• **WORK REQUEST**
Only the number is wanted: state how many lines of the data below contain the word "config".

---------- SUPPLIED MATERIAL ----------

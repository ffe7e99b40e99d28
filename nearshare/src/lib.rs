//! The Near Share file/URI receiver application and the transport host loop
//! that drives it (spec.md §2 items 7, 9's ambient transport loop supplement).
//!
//! Everything below `near_core` — the session/channel state machine, the
//! wire codec, the cryptor — is generic CDP plumbing that knows nothing
//! about files or URIs. This crate is where that plumbing becomes Near
//! Share: a [`platform::PlatformHandler`] hands us a transport connection
//! (via [`host::Host::serve`]), and we hand the platform back URIs and file
//! transfers as they complete.

pub mod app;
pub mod config;
pub mod error;
pub mod host;
pub mod platform;
pub mod protocol;
pub mod transfer;

pub use app::{NearShareApp, NearShareAppFactory, APP_ID};
pub use config::Config;
pub use error::{HostError, Result};
pub use host::Host;
pub use platform::{LogLevel, PlatformHandler};
pub use transfer::{FileTransferToken, TransferDecision, TransferSink};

----------

• **COMPLETED TASK**
2